- **Required action**
Count how many lines below include the string "handlers", and give that number without anything else.

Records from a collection
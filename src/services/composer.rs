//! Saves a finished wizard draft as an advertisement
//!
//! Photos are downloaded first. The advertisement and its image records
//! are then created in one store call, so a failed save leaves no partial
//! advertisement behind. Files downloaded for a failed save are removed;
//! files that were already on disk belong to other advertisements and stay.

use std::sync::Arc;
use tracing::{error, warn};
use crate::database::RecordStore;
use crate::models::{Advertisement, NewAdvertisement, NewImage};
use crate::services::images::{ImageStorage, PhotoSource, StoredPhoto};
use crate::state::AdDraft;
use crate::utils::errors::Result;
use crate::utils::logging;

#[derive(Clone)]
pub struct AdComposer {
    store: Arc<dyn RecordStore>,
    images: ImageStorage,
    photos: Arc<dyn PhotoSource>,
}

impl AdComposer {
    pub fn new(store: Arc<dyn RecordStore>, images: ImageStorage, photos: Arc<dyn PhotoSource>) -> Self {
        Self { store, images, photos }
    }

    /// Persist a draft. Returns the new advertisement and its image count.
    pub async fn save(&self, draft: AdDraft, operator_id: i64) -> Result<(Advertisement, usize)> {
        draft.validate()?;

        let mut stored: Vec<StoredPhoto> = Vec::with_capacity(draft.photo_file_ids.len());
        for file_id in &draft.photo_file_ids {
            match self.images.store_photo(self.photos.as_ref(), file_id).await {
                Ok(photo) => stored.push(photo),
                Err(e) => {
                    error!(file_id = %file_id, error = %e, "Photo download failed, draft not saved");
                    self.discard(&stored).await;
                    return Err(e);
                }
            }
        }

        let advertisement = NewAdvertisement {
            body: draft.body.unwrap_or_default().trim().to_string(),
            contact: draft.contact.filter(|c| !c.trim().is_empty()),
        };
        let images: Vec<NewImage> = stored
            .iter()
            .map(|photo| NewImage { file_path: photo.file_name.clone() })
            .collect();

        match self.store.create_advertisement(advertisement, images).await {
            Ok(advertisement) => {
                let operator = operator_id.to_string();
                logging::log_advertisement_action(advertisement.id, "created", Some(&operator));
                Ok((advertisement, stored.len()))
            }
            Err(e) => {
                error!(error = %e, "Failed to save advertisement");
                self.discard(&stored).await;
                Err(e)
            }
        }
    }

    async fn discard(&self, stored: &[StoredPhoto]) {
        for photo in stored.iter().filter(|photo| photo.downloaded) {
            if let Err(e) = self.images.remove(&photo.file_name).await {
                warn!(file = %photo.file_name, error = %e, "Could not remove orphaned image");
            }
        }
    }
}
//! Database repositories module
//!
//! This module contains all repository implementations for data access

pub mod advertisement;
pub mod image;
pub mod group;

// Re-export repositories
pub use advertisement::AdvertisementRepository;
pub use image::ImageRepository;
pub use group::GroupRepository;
---
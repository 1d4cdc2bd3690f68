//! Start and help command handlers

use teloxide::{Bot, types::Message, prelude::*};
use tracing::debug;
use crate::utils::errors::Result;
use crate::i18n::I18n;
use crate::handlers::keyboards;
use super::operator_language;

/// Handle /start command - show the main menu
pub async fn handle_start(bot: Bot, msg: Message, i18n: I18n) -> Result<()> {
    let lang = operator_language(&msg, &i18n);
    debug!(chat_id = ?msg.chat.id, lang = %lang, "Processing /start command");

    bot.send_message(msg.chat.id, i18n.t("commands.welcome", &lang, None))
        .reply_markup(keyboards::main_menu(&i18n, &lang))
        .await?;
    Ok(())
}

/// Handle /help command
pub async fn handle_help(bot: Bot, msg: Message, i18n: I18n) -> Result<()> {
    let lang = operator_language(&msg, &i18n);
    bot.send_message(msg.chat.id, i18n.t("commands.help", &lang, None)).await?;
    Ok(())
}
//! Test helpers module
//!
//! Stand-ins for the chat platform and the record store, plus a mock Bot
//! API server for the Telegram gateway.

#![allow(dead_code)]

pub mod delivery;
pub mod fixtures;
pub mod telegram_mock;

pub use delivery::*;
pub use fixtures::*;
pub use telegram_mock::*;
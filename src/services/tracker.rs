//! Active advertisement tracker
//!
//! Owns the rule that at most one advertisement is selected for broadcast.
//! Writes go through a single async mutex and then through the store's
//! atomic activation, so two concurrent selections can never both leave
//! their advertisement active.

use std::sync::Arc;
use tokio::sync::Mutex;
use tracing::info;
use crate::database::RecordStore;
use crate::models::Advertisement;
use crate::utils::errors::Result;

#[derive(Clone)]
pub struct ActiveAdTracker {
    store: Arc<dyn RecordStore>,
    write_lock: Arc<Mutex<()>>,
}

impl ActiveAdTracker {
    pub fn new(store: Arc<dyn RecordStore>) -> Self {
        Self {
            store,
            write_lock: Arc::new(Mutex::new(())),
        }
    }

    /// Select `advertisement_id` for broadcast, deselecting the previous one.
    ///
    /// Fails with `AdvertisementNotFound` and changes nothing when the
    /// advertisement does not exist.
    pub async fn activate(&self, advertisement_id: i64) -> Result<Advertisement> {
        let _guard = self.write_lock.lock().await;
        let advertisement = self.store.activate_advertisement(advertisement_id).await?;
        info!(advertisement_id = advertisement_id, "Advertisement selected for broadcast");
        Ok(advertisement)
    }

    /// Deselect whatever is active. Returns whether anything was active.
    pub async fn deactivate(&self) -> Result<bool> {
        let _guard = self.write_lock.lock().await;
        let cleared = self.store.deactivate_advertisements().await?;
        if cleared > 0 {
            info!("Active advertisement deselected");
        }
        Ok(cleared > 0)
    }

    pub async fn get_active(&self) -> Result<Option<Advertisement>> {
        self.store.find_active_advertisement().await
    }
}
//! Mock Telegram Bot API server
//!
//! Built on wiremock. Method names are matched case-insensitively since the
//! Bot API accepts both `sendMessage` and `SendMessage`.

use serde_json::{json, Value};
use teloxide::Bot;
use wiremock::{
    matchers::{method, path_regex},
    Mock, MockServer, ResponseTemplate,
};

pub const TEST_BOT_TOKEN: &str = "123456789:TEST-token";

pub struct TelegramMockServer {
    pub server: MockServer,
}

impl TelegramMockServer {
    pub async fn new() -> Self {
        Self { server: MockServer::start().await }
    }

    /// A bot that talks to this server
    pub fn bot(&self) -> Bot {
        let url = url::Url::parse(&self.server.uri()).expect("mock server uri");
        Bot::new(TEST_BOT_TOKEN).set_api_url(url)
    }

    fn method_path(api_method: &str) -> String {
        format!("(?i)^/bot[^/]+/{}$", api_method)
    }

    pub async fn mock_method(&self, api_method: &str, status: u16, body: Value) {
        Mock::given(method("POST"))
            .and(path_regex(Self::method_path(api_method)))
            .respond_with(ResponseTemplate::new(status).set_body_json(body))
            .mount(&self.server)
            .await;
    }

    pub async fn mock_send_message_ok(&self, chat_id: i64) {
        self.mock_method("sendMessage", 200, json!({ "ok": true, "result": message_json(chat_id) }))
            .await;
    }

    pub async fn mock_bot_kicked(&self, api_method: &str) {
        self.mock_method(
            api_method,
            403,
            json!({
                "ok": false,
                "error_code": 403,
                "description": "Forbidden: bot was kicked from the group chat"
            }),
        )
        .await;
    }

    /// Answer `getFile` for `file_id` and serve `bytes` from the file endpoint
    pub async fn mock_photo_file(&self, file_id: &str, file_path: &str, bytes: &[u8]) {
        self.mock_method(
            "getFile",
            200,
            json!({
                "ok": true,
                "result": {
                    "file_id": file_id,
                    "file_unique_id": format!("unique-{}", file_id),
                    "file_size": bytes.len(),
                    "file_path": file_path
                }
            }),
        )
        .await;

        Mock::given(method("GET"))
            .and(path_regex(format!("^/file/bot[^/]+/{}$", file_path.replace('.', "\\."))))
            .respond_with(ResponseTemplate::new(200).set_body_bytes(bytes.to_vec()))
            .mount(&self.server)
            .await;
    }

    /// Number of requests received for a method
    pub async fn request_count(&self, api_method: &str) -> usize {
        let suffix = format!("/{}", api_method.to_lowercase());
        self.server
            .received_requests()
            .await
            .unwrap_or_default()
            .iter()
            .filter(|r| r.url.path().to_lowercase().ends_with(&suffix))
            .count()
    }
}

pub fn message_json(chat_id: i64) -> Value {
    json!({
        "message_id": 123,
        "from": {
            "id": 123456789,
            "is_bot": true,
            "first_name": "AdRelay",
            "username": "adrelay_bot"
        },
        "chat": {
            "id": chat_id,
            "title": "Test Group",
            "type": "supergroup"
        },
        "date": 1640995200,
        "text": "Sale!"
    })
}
...
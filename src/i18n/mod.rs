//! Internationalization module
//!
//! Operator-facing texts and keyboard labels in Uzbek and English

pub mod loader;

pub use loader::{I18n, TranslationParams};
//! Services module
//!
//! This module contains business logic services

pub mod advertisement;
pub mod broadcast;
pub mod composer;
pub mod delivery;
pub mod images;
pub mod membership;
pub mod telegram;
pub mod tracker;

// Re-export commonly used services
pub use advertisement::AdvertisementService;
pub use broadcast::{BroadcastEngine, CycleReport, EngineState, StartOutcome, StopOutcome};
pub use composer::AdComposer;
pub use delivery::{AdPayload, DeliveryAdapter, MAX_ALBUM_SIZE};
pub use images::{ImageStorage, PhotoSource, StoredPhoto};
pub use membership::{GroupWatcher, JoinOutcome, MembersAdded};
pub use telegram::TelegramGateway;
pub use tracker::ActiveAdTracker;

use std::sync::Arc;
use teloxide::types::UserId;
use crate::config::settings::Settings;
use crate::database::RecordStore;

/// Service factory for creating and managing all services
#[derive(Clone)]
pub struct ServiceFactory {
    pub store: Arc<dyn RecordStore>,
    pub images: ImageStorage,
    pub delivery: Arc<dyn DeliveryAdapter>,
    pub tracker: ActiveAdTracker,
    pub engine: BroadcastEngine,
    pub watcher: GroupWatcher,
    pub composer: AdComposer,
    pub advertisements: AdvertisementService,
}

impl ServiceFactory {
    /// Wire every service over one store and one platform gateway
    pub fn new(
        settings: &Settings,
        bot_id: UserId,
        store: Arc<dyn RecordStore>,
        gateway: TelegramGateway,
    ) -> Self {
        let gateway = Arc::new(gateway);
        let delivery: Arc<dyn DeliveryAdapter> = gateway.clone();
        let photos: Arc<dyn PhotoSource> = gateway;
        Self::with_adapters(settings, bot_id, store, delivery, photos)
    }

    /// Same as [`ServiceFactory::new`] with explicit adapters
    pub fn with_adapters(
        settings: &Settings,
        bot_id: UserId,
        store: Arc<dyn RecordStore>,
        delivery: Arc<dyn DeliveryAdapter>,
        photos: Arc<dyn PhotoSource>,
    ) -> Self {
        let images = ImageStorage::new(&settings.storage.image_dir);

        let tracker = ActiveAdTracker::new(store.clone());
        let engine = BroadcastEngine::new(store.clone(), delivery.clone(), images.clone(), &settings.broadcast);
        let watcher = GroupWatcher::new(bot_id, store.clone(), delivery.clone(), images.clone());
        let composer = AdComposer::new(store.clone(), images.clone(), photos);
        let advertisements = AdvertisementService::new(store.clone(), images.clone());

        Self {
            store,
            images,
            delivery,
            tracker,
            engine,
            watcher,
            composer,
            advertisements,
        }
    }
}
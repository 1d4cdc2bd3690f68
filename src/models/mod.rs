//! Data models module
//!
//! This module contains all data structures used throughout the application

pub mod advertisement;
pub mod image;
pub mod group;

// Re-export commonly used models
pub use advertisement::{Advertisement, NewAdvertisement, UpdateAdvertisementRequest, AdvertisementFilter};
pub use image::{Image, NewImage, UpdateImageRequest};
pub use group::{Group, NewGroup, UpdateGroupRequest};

- **Task response**
2